Люблю мягкий климат. Лежу, отдыхаю у бассейна. Мои письма — это дневник. Я вкладываю свою жизнь в другого человека. В тебя. Близится летняя гроза. Стоит ли описывать погоду (или пейзаж), чтобы через описание погоды (или пейзажа) изобразить свои мучения? Пока я пишу, на душе спокойно. Бормочу что-то себе под нос. Изнываю от вожделения.
Желание так быстротечно — а почта так медлительна! Из-за этих задержек мои письма устаревают, не успев родиться на свет, и что бы я ни написал — все уже не так. Ведь пока я пишу, отвечая на твое последнее письмо во всех подробностях, ты уже успела написать мне новое письмо в ответ на последнее, что пришло от меня, — и в нем говорится уже о чем-то новом. Пока я пишу, ко мне идет новое письмо от тебя, которого я еще не прочел. Бог писем смеется над нами. Наши с тобой письма пересекаются в пути, а наши руки и ноги — нет.
Размышления примадонны:
«Обожаю принимать посетителей, но терпеть не могу ходить на приемы. Обожаю получать письма и даже читать их. Но терпеть не могу писать письма. Обожаю давать советы, но терпеть не могу, когда кто-то советует мне, и никогда не следую никаким мудрым советам сразу».

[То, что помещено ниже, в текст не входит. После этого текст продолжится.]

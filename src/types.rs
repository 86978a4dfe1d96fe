use crate::error::{ChainError, RangeError};
use chrono::{DateTime, Utc};
use serde::{Deserialize, Serialize};
use std::{fmt, str::FromStr};

pub type BlockNumber = u64;

/// Opaque 32-byte block identifier. Within a session a resolved
/// number/hash pair is never re-resolved.
#[derive(Copy, Clone, PartialEq, Eq, Hash, PartialOrd, Ord, Default)]
pub struct BlockHash([u8; 32]);

impl BlockHash {
    pub const fn new(bytes: [u8; 32]) -> Self {
        Self(bytes)
    }

    pub fn as_bytes(&self) -> &[u8; 32] {
        &self.0
    }
}

impl fmt::Display for BlockHash {
    fn fmt(&self, f: &mut fmt::Formatter<'_>) -> fmt::Result {
        write!(f, "0x{}", hex::encode(self.0))
    }
}

impl fmt::Debug for BlockHash {
    fn fmt(&self, f: &mut fmt::Formatter<'_>) -> fmt::Result {
        fmt::Display::fmt(self, f)
    }
}

impl FromStr for BlockHash {
    type Err = hex::FromHexError;

    fn from_str(s: &str) -> Result<Self, Self::Err> {
        let mut bytes = [0u8; 32];
        hex::decode_to_slice(s.strip_prefix("0x").unwrap_or(s), &mut bytes)?;
        Ok(Self(bytes))
    }
}

/// Weight consumed by a block, split by dispatch class.
#[derive(Debug, Copy, Clone, PartialEq, Eq, Default, Serialize, Deserialize)]
pub struct ConsumedWeight {
    pub normal: u64,
    pub operational: u64,
    pub mandatory: u64,
}

impl ConsumedWeight {
    pub fn total(&self) -> Option<u64> {
        self.normal
            .checked_add(self.operational)?
            .checked_add(self.mandatory)
    }
}

#[derive(Debug, Clone, PartialEq, Eq, Serialize, Deserialize)]
pub struct Sample {
    pub block: BlockNumber,
    pub weight_normal: u64,
    pub weight_operational: u64,
    pub weight_mandatory: u64,
    /// Always `normal + operational + mandatory`.
    pub weight_total: u64,
    pub time: DateTime<Utc>,
}

impl Sample {
    /// Decodes raw lookup results. `timestamp_ms` is milliseconds since epoch.
    pub fn from_raw(
        block: BlockNumber,
        weight: ConsumedWeight,
        timestamp_ms: u64,
    ) -> Result<Self, ChainError> {
        let weight_total = weight.total().ok_or_else(|| {
            ChainError::Decode(format!("weight total of {weight:?} overflows u64"))
        })?;
        let time = i64::try_from(timestamp_ms)
            .ok()
            .and_then(DateTime::<Utc>::from_timestamp_millis)
            .ok_or_else(|| {
                ChainError::Decode(format!("timestamp {timestamp_ms} is out of range"))
            })?;
        Ok(Self {
            block,
            weight_normal: weight.normal,
            weight_operational: weight.operational,
            weight_mandatory: weight.mandatory,
            weight_total,
            time,
        })
    }
}

/// Requested block window, `start` inclusive and `end` exclusive.
#[derive(Debug, Copy, Clone, PartialEq, Eq, Hash, Serialize)]
pub struct ViewRange {
    start: BlockNumber,
    end: BlockNumber,
}

impl ViewRange {
    pub fn new(start: BlockNumber, end: BlockNumber) -> Result<Self, RangeError> {
        if start >= end {
            return Err(RangeError::Empty { start, end });
        }
        Ok(Self { start, end })
    }

    /// Bounds coming from user input, which may be negative.
    pub fn from_signed(start: i64, end: i64) -> Result<Self, RangeError> {
        let start = BlockNumber::try_from(start).map_err(|_| RangeError::Negative(start))?;
        let end = BlockNumber::try_from(end).map_err(|_| RangeError::Negative(end))?;
        Self::new(start, end)
    }

    /// Bounds of a zoomed chart axis: the start is floored and the end ceiled
    /// so that the visible area is always covered.
    pub fn from_axis(start: f64, end: f64) -> Result<Self, RangeError> {
        if !start.is_finite() || !end.is_finite() {
            return Err(RangeError::NotFinite);
        }
        Self::from_signed(start.floor() as i64, end.ceil() as i64)
    }

    pub fn start(&self) -> BlockNumber {
        self.start
    }

    pub fn end(&self) -> BlockNumber {
        self.end
    }

    /// Number of blocks in the window, never zero.
    pub fn span(&self) -> u64 {
        self.end - self.start
    }

    pub fn contains(&self, block: BlockNumber) -> bool {
        self.start <= block && block < self.end
    }
}

impl fmt::Display for ViewRange {
    fn fmt(&self, f: &mut fmt::Formatter<'_>) -> fmt::Result {
        write!(f, "[{}, {})", self.start, self.end)
    }
}

#[cfg(test)]
mod tests {
    use super::*;
    use pretty_assertions::assert_eq;

    #[test]
    fn sample_total_is_sum_of_classes() {
        let weight = ConsumedWeight {
            normal: 10,
            operational: 20,
            mandatory: 5,
        };
        let sample = Sample::from_raw(7, weight, 1_600_000_000_000).unwrap();
        assert_eq!(sample.weight_total, 35);
        assert_eq!(sample.time.timestamp_millis(), 1_600_000_000_000);
    }

    #[test]
    fn overflowing_total_is_a_decode_error() {
        let weight = ConsumedWeight {
            normal: u64::MAX,
            operational: 1,
            mandatory: 0,
        };
        assert!(matches!(
            Sample::from_raw(1, weight, 0),
            Err(ChainError::Decode(_))
        ));
        assert!(matches!(
            Sample::from_raw(1, ConsumedWeight::default(), u64::MAX),
            Err(ChainError::Decode(_))
        ));
    }

    #[test]
    fn view_range_validation() {
        assert_eq!(
            ViewRange::new(10, 10),
            Err(RangeError::Empty { start: 10, end: 10 })
        );
        assert_eq!(
            ViewRange::new(11, 10),
            Err(RangeError::Empty { start: 11, end: 10 })
        );
        assert_eq!(ViewRange::from_signed(-5, 10), Err(RangeError::Negative(-5)));
        assert_eq!(ViewRange::from_axis(f64::NAN, 10.0), Err(RangeError::NotFinite));

        let range = ViewRange::from_axis(10.7, 99.2).unwrap();
        assert_eq!((range.start(), range.end()), (10, 100));
        assert_eq!(range.span(), 90);
        assert!(range.contains(10));
        assert!(!range.contains(100));
    }

    #[test]
    fn block_hash_hex_round_trip() {
        let hash: BlockHash = "0x0102030405060708091011121314151617181920212223242526272829303132"
            .parse()
            .unwrap();
        assert_eq!(hash.as_bytes()[0], 1);
        assert_eq!(
            hash.to_string(),
            "0x0102030405060708091011121314151617181920212223242526272829303132"
        );
        assert!("0x1234".parse::<BlockHash>().is_err());
    }
}
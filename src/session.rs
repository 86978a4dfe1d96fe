use crate::{
    cache::DedupCache,
    client::{ChainClient, Connector, WeightLimitSchema},
    error::{ChainError, WeightGraphError},
    fetcher::BatchFetcher,
    merge::merge,
    planner,
    render::{Renderer, Traces},
    settings::Settings,
    share::ShareableState,
    types::{BlockNumber, Sample, ViewRange},
};
use std::{collections::HashMap, fmt, mem, sync::Arc};
use tokio::sync::watch;
use tracing::instrument;
use url::Url;

#[derive(Debug, Clone, Copy, PartialEq, Eq)]
pub enum CyclePhase {
    Planning,
    Filtering,
    FetchingHashes { lookups: usize },
    FetchingMetrics { lookups: usize },
    Merging,
}

/// What the status area of the chart shows.
#[derive(Debug, Clone, PartialEq, Eq)]
pub enum Status {
    Idle,
    Connecting { endpoint: Url },
    Connected { endpoint: Url },
    Cycle(CyclePhase),
    Published { points: usize },
    Failed { reason: String },
}

impl fmt::Display for Status {
    fn fmt(&self, f: &mut fmt::Formatter<'_>) -> fmt::Result {
        match self {
            Status::Idle | Status::Published { .. } => Ok(()),
            Status::Connecting { endpoint } => write!(f, "Connecting to {endpoint}..."),
            Status::Connected { .. } => f.write_str("Connected"),
            Status::Cycle(_) => f.write_str("Loading"),
            Status::Failed { reason } => f.write_str(reason),
        }
    }
}

#[derive(Debug, Clone, Copy, PartialEq, Eq)]
pub struct WeightLimit {
    pub schema: WeightLimitSchema,
    pub max_block_weight: u64,
}

/// Initial graph request. Missing values fall back to the settings and to
/// the chain head.
#[derive(Debug, Clone, Default, PartialEq, Eq)]
pub struct GraphRequest {
    pub endpoint: Option<Url>,
    pub start: Option<BlockNumber>,
    pub end: Option<BlockNumber>,
}

impl From<ShareableState> for GraphRequest {
    fn from(state: ShareableState) -> Self {
        Self {
            endpoint: Some(state.endpoint),
            start: state.start,
            end: state.end,
        }
    }
}

#[derive(Debug, Clone, PartialEq, Eq)]
pub struct CycleReport {
    pub range: ViewRange,
    pub step: u64,
    pub candidates: usize,
    pub hash_lookups: usize,
    pub sample_lookups: usize,
    pub points: usize,
}

struct Connection {
    endpoint: Url,
    client: Arc<dyn ChainClient>,
    weight_limit: WeightLimit,
}

/// Caches, published series and chain connection of one chart.
///
/// Every cycle takes `&mut self`, so cycles on one session never overlap.
/// Share a session between tasks through a `tokio::sync::Mutex` to queue
/// them.
pub struct Session {
    connector: Arc<dyn Connector>,
    renderer: Box<dyn Renderer>,
    settings: Settings,
    connection: Option<Connection>,
    cache: DedupCache,
    dataset: Vec<Sample>,
    view: Option<ViewRange>,
    status: watch::Sender<Status>,
}

impl Session {
    pub fn new(
        connector: Arc<dyn Connector>,
        renderer: Box<dyn Renderer>,
        settings: Settings,
    ) -> Self {
        let (status, _) = watch::channel(Status::Idle);
        Self {
            connector,
            renderer,
            settings,
            connection: None,
            cache: DedupCache::new(),
            dataset: Vec::new(),
            view: None,
            status,
        }
    }

    pub fn subscribe(&self) -> watch::Receiver<Status> {
        self.status.subscribe()
    }

    pub fn status(&self) -> Status {
        self.status.borrow().clone()
    }

    pub fn cache(&self) -> &DedupCache {
        &self.cache
    }

    /// Published series, ascending by block.
    pub fn dataset(&self) -> &[Sample] {
        &self.dataset
    }

    pub fn view(&self) -> Option<ViewRange> {
        self.view
    }

    /// Samples inside the current view, ascending by block.
    pub fn visible(&self) -> Vec<&Sample> {
        match self.view {
            Some(view) => self.cache.samples_in(view).collect(),
            None => Vec::new(),
        }
    }

    pub fn endpoint(&self) -> Option<&Url> {
        self.connection.as_ref().map(|c| &c.endpoint)
    }

    pub fn weight_limit(&self) -> Option<WeightLimit> {
        self.connection.as_ref().map(|c| c.weight_limit)
    }

    pub fn shareable_state(&self) -> Option<ShareableState> {
        let endpoint = self.endpoint()?.clone();
        Some(ShareableState {
            endpoint,
            start: self.view.map(|v| v.start()),
            end: self.view.map(|v| v.end()),
        })
    }

    /// Drops cached data and the chart. The connection is kept.
    pub fn reset(&mut self) {
        self.cache.clear();
        self.dataset.clear();
        self.view = None;
        self.renderer.clear();
        self.set_status(Status::Idle);
    }

    /// Reuses the current client if `endpoint` is unchanged. A new endpoint
    /// starts from empty caches.
    #[instrument(skip_all, fields(endpoint = %endpoint), level = "info")]
    pub async fn connect(&mut self, endpoint: &Url) -> Result<WeightLimit, WeightGraphError> {
        let result = self.connect_inner(endpoint).await;
        self.report(result)
    }

    /// Resets the session, connects, and graphs the requested window.
    #[instrument(skip_all, level = "info")]
    pub async fn graph_weight(
        &mut self,
        request: GraphRequest,
    ) -> Result<CycleReport, WeightGraphError> {
        let result = self.graph_weight_inner(request).await;
        self.report(result)
    }

    /// Handles a zoom of the chart's block axis.
    #[instrument(skip_all, fields(start = start, end = end), level = "info")]
    pub async fn on_view_range_changed(
        &mut self,
        start: f64,
        end: f64,
    ) -> Result<CycleReport, WeightGraphError> {
        let result = match ViewRange::from_axis(start, end) {
            Ok(range) => self.run_cycle(range).await,
            Err(err) => Err(err.into()),
        };
        self.report(result)
    }

    /// Runs one plan, fetch, merge and publish cycle for `range`.
    #[instrument(skip_all, fields(range = %range), level = "info")]
    pub async fn load_range(&mut self, range: ViewRange) -> Result<CycleReport, WeightGraphError> {
        let result = self.run_cycle(range).await;
        self.report(result)
    }

    async fn connect_inner(&mut self, endpoint: &Url) -> Result<WeightLimit, WeightGraphError> {
        if let Some(connection) = &self.connection {
            if &connection.endpoint == endpoint {
                return Ok(connection.weight_limit);
            }
            tracing::info!(previous = %connection.endpoint, "endpoint changed, dropping session data");
            self.connection = None;
            self.reset();
        }

        self.set_status(Status::Connecting {
            endpoint: endpoint.clone(),
        });
        let connection = self.establish(endpoint).await?;
        let weight_limit = connection.weight_limit;
        self.connection = Some(connection);
        self.set_status(Status::Connected {
            endpoint: endpoint.clone(),
        });
        Ok(weight_limit)
    }

    async fn establish(&self, endpoint: &Url) -> Result<Connection, WeightGraphError> {
        let connection_error = |source: ChainError| WeightGraphError::Connection {
            endpoint: endpoint.clone(),
            source,
        };
        let client = self
            .connector
            .connect(endpoint)
            .await
            .map_err(connection_error)?;

        for schema in WeightLimitSchema::PREFERENCE {
            let limit = client
                .block_weight_limit(schema)
                .await
                .map_err(connection_error)?;
            if let Some(max_block_weight) = limit {
                tracing::info!(%schema, max_block_weight, "resolved block weight limit");
                return Ok(Connection {
                    endpoint: endpoint.clone(),
                    client,
                    weight_limit: WeightLimit {
                        schema,
                        max_block_weight,
                    },
                });
            }
        }
        Err(WeightGraphError::UnsupportedRuntime(endpoint.clone()))
    }

    async fn graph_weight_inner(
        &mut self,
        request: GraphRequest,
    ) -> Result<CycleReport, WeightGraphError> {
        let endpoint = request
            .endpoint
            .or_else(|| self.settings.endpoint.clone())
            .ok_or(WeightGraphError::NotConnected)?;
        if let (Some(start), Some(end)) = (request.start, request.end) {
            ViewRange::new(start, end)?;
        }

        // Session data is only dropped once the new window is known to be valid.
        let fresh = match &self.connection {
            Some(connection) if connection.endpoint == endpoint => None,
            _ => {
                self.set_status(Status::Connecting {
                    endpoint: endpoint.clone(),
                });
                Some(self.establish(&endpoint).await?)
            }
        };
        let connection = match (&fresh, &self.connection) {
            (Some(connection), _) | (None, Some(connection)) => connection,
            (None, None) => return Err(WeightGraphError::NotConnected),
        };
        let range = self
            .initial_range(connection, request.start, request.end)
            .await?;

        self.reset();
        if let Some(connection) = fresh {
            if let Some(previous) = &self.connection {
                tracing::info!(previous = %previous.endpoint, "endpoint changed, dropping session data");
            }
            self.connection = Some(connection);
            self.set_status(Status::Connected { endpoint });
        }
        self.run_cycle(range).await
    }

    async fn initial_range(
        &self,
        connection: &Connection,
        start: Option<BlockNumber>,
        end: Option<BlockNumber>,
    ) -> Result<ViewRange, WeightGraphError> {
        let end = match end {
            Some(end) => end,
            None => connection.client.best_block_number().await.map_err(|source| {
                WeightGraphError::Connection {
                    endpoint: connection.endpoint.clone(),
                    source,
                }
            })?,
        };
        let start = start
            .unwrap_or_else(|| end.saturating_sub(self.settings.sampler.default_window_blocks));
        Ok(ViewRange::new(start, end)?)
    }

    async fn run_cycle(&mut self, range: ViewRange) -> Result<CycleReport, WeightGraphError> {
        let (client, max_weight) = match &self.connection {
            Some(connection) => (
                connection.client.clone(),
                connection.weight_limit.max_block_weight,
            ),
            None => return Err(WeightGraphError::NotConnected),
        };

        self.enter(CyclePhase::Planning);
        let plan = planner::plan(range, self.settings.sampler.point_count);

        self.enter(CyclePhase::Filtering);
        let missing_hashes = self.cache.missing_hashes(&plan.blocks);

        let fetcher = BatchFetcher::new(client.as_ref(), &self.settings.fetcher);
        self.enter(CyclePhase::FetchingHashes {
            lookups: missing_hashes.len(),
        });
        let new_hashes = fetcher.fetch_hashes(&missing_hashes).await?;

        // Hashes of this cycle are only committed together with its samples.
        let staged: HashMap<_, _> = new_hashes.iter().copied().collect();
        let targets: Vec<_> = self
            .cache
            .missing_samples(&plan.blocks)
            .into_iter()
            .filter_map(|block| {
                let hash = staged
                    .get(&block)
                    .copied()
                    .or_else(|| self.cache.hash(block))?;
                Some((block, hash))
            })
            .collect();
        self.enter(CyclePhase::FetchingMetrics {
            lookups: targets.len(),
        });
        let new_samples = fetcher
            .fetch_samples(&targets)
            .await?
            .into_iter()
            .map(|raw| raw.decode())
            .collect::<Result<Vec<_>, _>>()?;

        self.enter(CyclePhase::Merging);
        let hash_lookups = new_hashes.len();
        let sample_lookups = new_samples.len();
        for (block, hash) in new_hashes {
            self.cache.record_hash(block, hash);
        }
        for sample in &new_samples {
            self.cache.record_sample(sample.clone());
        }
        self.dataset = merge(mem::take(&mut self.dataset), new_samples);
        self.view = Some(range);

        let traces = Traces::build(&self.dataset, max_weight);
        self.renderer.replace_all(&traces);
        let points = self.dataset.len();
        self.set_status(Status::Published { points });

        tracing::info!(
            step = plan.step,
            candidates = plan.blocks.len(),
            hash_lookups,
            sample_lookups,
            points,
            "weight cycle published"
        );
        Ok(CycleReport {
            range,
            step: plan.step,
            candidates: plan.blocks.len(),
            hash_lookups,
            sample_lookups,
            points,
        })
    }

    fn enter(&self, phase: CyclePhase) {
        tracing::debug!(phase =? phase, "weight cycle phase");
        self.set_status(Status::Cycle(phase));
    }

    fn set_status(&self, status: Status) {
        self.status.send_replace(status);
    }

    fn report<T>(&self, result: Result<T, WeightGraphError>) -> Result<T, WeightGraphError> {
        if let Err(err) = &result {
            tracing::error!(err = %err, "weight graph update failed");
            self.set_status(Status::Failed {
                reason: err.to_string(),
            });
        }
        result
    }
}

Иногда к письмам прилагают фотографии, и примадонна с удовольствием их подписывает. Ваша навеки, пишет она. С наилучшими пожеланиями. Ваш друг. От всего сердца. С любовью. Да-да, на фотографиях чужих людей — но ведь это же поклонники! — ну да, вот именно, чужих людей, она так прямо и пишет: «С любовью».
Иногда письма — это способ удерживать человека на расстоянии. Но для этого надо писать очень много писем — по меньшей мере одно, а то и два в день. Раз я тебе написал, значит, не обязан с тобой видеться. Трогать тебя. Касаться языком твоей кожи.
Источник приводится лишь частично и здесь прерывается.